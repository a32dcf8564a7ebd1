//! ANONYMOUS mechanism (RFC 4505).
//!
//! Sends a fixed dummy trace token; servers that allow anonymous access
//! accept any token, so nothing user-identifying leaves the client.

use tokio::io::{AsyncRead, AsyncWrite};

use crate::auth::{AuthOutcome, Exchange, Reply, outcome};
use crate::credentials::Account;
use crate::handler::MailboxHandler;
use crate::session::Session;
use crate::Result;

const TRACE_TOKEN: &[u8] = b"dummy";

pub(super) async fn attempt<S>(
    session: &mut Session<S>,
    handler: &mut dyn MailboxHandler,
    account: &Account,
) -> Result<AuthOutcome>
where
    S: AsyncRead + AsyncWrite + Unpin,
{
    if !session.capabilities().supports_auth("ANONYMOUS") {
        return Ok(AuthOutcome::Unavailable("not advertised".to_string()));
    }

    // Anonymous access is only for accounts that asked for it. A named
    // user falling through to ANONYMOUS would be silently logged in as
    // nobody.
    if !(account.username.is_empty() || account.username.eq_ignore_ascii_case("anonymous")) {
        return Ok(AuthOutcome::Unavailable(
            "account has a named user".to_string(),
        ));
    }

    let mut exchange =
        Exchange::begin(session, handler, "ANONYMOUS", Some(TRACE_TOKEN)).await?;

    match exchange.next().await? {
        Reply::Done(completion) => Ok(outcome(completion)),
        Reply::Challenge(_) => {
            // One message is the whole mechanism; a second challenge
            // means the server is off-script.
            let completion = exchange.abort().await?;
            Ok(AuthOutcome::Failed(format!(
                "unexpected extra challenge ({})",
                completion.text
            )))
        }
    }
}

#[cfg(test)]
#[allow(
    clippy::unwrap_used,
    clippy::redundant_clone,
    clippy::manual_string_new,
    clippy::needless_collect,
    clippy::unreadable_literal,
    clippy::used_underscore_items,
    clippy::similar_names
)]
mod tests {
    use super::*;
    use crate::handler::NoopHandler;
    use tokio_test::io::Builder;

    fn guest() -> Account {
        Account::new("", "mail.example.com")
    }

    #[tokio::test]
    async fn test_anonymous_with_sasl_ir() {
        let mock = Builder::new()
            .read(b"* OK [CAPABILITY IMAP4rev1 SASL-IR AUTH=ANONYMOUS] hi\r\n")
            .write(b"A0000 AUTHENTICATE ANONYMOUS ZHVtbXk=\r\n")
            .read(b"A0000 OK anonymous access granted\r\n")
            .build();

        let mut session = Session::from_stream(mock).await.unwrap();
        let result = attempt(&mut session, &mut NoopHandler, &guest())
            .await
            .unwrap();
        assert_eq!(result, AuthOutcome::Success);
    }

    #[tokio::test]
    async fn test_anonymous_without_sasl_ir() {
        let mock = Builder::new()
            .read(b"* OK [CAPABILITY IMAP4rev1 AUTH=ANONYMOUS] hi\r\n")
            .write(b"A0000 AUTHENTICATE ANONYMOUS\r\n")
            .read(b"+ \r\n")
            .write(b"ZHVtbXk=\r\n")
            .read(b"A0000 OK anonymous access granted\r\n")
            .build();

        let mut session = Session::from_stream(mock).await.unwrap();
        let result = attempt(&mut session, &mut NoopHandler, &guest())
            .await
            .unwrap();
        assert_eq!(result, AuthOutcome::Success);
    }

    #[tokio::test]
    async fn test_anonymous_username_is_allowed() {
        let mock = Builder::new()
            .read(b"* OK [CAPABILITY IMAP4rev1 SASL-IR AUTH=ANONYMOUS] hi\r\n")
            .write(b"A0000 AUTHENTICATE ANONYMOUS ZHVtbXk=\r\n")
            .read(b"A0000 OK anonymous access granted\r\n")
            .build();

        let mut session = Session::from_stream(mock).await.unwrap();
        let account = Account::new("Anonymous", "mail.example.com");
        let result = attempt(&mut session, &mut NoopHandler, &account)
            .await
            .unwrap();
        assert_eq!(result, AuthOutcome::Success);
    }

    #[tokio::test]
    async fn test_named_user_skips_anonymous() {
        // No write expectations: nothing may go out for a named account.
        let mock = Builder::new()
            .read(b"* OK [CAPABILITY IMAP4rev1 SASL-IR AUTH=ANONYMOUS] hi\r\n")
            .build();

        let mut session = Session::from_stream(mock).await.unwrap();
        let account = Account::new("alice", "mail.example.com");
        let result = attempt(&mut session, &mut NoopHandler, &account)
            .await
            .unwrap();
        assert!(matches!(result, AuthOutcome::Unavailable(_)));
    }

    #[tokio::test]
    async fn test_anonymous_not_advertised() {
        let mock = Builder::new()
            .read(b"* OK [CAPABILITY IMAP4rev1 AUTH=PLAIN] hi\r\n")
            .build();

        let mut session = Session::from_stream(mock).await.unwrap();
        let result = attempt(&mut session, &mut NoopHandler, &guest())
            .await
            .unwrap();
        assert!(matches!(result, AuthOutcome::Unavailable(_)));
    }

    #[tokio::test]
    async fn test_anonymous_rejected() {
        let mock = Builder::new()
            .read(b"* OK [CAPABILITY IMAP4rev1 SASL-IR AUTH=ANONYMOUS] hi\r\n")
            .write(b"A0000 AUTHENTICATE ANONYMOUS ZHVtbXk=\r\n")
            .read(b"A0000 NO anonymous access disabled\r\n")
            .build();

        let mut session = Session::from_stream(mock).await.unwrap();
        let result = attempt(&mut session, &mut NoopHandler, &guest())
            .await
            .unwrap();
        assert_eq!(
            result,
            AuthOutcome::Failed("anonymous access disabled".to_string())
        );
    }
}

--

### To do
In the records above, find every line with the word "that" and copy it.

### Result for this task
//! Sends a fixed dummy trace token; servers that allow anonymous access
    // Anonymous access is only for accounts that asked for it. A named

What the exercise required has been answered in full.